((

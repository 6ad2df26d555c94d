//! Registration Engine
//!
//! The critical section of this crate: validates and mutates (event,
//! registration) pairs under a per-event serializer so that capacity is
//! never checked against stale data. Grounded on the overall shape of the
//! teacher's `TransferHandler::execute` (authorize, load/lock the contested
//! resource, mutate, persist atomically, translate storage errors) and on
//! `EventStore::append_atomic`'s retry-with-backoff loop.

pub mod outcome;

use std::time::Duration;

use uuid::Uuid;

use crate::domain::{Clock, OperationContext};
use crate::error::AppError;
use crate::store::{RegistrationStatus, Store, StoreError};

pub use outcome::{CancelOutcome, RegisterOutcome};

const MAX_RETRIES: u32 = 3;

pub struct RegistrationEngine {
    store: Store,
    clock: std::sync::Arc<dyn Clock>,
}

impl RegistrationEngine {
    pub fn new(store: Store, clock: std::sync::Arc<dyn Clock>) -> Self {
        Self { store, clock }
    }

    /// Register `user_id` for `event_id`, retrying transient storage faults
    /// with exponential backoff before surfacing them.
    pub async fn register(&self, user_id: Uuid, event_id: Uuid) -> Result<RegisterOutcome, AppError> {
        for attempt in 0..MAX_RETRIES {
            match self.try_register(user_id, event_id).await {
                Ok(outcome) => return Ok(outcome),
                Err(e) if e.is_retryable() && attempt + 1 < MAX_RETRIES => {
                    backoff(attempt).await;
                    continue;
                }
                Err(e) => return Err(map_store_error(e)),
            }
        }

        Err(AppError::Transient)
    }

    async fn try_register(&self, user_id: Uuid, event_id: Uuid) -> Result<RegisterOutcome, StoreError> {
        let mut tx = self.store.begin().await?;
        let now = self.clock.now();

        let event = match self.store.lock_event_for_update(&mut tx, event_id).await? {
            Some(e) if e.is_active => e,
            _ => return Ok(RegisterOutcome::EventNotFound),
        };

        if self.store.find_user(&mut tx, user_id).await?.is_none() {
            return Ok(RegisterOutcome::UserNotFound);
        }

        if event.is_past(now) {
            return Ok(RegisterOutcome::EventPast);
        }

        let existing = self.store.find_registration(&mut tx, user_id, event_id).await?;

        let outcome = match existing {
            Some(reg) if reg.status == RegistrationStatus::Confirmed => RegisterOutcome::AlreadyRegistered,
            Some(reg)
                if matches!(
                    reg.status,
                    RegistrationStatus::Waitlist | RegistrationStatus::Pending
                ) =>
            {
                RegisterOutcome::AlreadyRegistered
            }
            Some(reg) if reg.status == RegistrationStatus::Cancelled => {
                if event.is_full() {
                    RegisterOutcome::EventFull
                } else {
                    self.store
                        .update_registration_status(&mut tx, reg.id, RegistrationStatus::Confirmed, now)
                        .await?;
                    self.store.bump_event_counter(&mut tx, event_id, 1).await?;
                    RegisterOutcome::Reactivated(reg.id)
                }
            }
            Some(_) => unreachable!("RegistrationStatus is exhaustively matched above"),
            None => {
                if event.is_full() {
                    RegisterOutcome::EventFull
                } else {
                    let id = self
                        .store
                        .insert_registration(&mut tx, user_id, event_id, RegistrationStatus::Confirmed, now)
                        .await?;
                    self.store.bump_event_counter(&mut tx, event_id, 1).await?;
                    RegisterOutcome::Created(id)
                }
            }
        };

        tx.commit().await?;
        Ok(outcome)
    }

    /// Cancel `target_user_id`'s registration for `event_id`, acting as
    /// `context`. Authorization: the actor must equal the target unless the
    /// context carries the elevated capability.
    pub async fn cancel(
        &self,
        context: &OperationContext,
        target_user_id: Uuid,
        event_id: Uuid,
    ) -> Result<CancelOutcome, AppError> {
        if !context.may_act_as(target_user_id) {
            return Ok(CancelOutcome::Forbidden);
        }

        for attempt in 0..MAX_RETRIES {
            match self.try_cancel(target_user_id, event_id).await {
                Ok(outcome) => return Ok(outcome),
                Err(e) if e.is_retryable() && attempt + 1 < MAX_RETRIES => {
                    backoff(attempt).await;
                    continue;
                }
                Err(e) => return Err(map_store_error(e)),
            }
        }

        Err(AppError::Transient)
    }

    async fn try_cancel(&self, target_user_id: Uuid, event_id: Uuid) -> Result<CancelOutcome, StoreError> {
        let mut tx = self.store.begin().await?;
        let now = self.clock.now();

        let event = match self.store.lock_event_for_update(&mut tx, event_id).await? {
            Some(e) if e.is_active => e,
            _ => return Ok(CancelOutcome::EventNotFound),
        };

        if event.is_past(now) {
            return Ok(CancelOutcome::EventPast);
        }

        let registration = self.store.find_registration(&mut tx, target_user_id, event_id).await?;

        let outcome = match registration {
            Some(reg) if reg.status == RegistrationStatus::Confirmed => {
                self.store
                    .update_registration_status(&mut tx, reg.id, RegistrationStatus::Cancelled, reg.registered_at)
                    .await?;
                self.store.bump_event_counter(&mut tx, event_id, -1).await?;
                CancelOutcome::Cancelled
            }
            _ => CancelOutcome::NotRegistered,
        };

        tx.commit().await?;
        Ok(outcome)
    }

    /// Admin facility: register each (user, event) pair in the batch
    /// independently. Each call acquires and releases the per-event lock on
    /// its own rather than holding it across the whole batch, since holding
    /// it across unrelated users would defeat the purpose of a per-event
    /// (not per-batch) serializer.
    pub async fn batch_register(
        &self,
        event_id: Uuid,
        user_ids: &[Uuid],
    ) -> Vec<(Uuid, Result<RegisterOutcome, AppError>)> {
        let mut results = Vec::with_capacity(user_ids.len());
        for &user_id in user_ids {
            let outcome = self.register(user_id, event_id).await;
            results.push((user_id, outcome));
        }
        results
    }
}

async fn backoff(attempt: u32) {
    tokio::time::sleep(Duration::from_millis(50 * (attempt as u64 + 1))).await;
}

fn map_store_error(e: StoreError) -> AppError {
    match e {
        StoreError::EventNotFound => AppError::NotFound("event not found".into()),
        StoreError::UserNotFound => AppError::NotFound("user not found".into()),
        StoreError::RegistrationNotFound => AppError::NotFound("registration not found".into()),
        StoreError::CounterOutOfBounds => AppError::BusinessRule("event has reached capacity".into()),
        StoreError::UniqueViolation => AppError::Conflict("already registered for this event".into()),
        StoreError::MaxRetriesExceeded { .. } => AppError::Transient,
        StoreError::Database(e) => AppError::Database(e),
    }
}
//! Domain module
//!
//! Core domain types and business logic, independent of the HTTP and
//! storage layers.

pub mod clock;
pub mod context;
pub mod error;
pub mod primitives;

pub use clock::{Clock, FixedClock, SystemClock};
pub use context::OperationContext;
pub use error::DomainError;
pub use primitives::{Capacity, Description, EventWindow, Location, PrimitiveError, Title};
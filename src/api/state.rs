//! Shared application state handed to every handler and middleware through
//! axum's `State` extractor, the same role the teacher's `PgPool` state
//! plays in `build_router`, generalized to carry the whole service set
//! instead of a bare pool.

use std::sync::Arc;

use crate::config::Config;
use crate::domain::Clock;
use crate::events::EventService;
use crate::identity::IdentityAdapter;
use crate::registration::RegistrationEngine;
use crate::stats::StatsService;
use crate::store::Store;

#[derive(Clone)]
pub struct AppState {
    pub store: Store,
    pub clock: Arc<dyn Clock>,
    pub config: Arc<Config>,
    pub engine: Arc<RegistrationEngine>,
    pub events: Arc<EventService>,
    pub stats: Arc<StatsService>,
    pub identity: Arc<IdentityAdapter>,
}

impl AppState {
    pub fn new(store: Store, clock: Arc<dyn Clock>, config: Arc<Config>) -> Self {
        let engine = Arc::new(RegistrationEngine::new(store.clone(), clock.clone()));
        let events = Arc::new(EventService::new(store.clone(), clock.clone(), config.clone()));
        let stats = Arc::new(StatsService::new(store.clone(), clock.clone()));
        let identity = Arc::new(IdentityAdapter::new(store.clone()));

        Self {
            store,
            clock,
            config,
            engine,
            events,
            stats,
            identity,
        }
    }
}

))

## [PROMPT]
Go through the listing above and report how many of its lines contain the word "primitives", with only the number as output.

## [REPLY]
2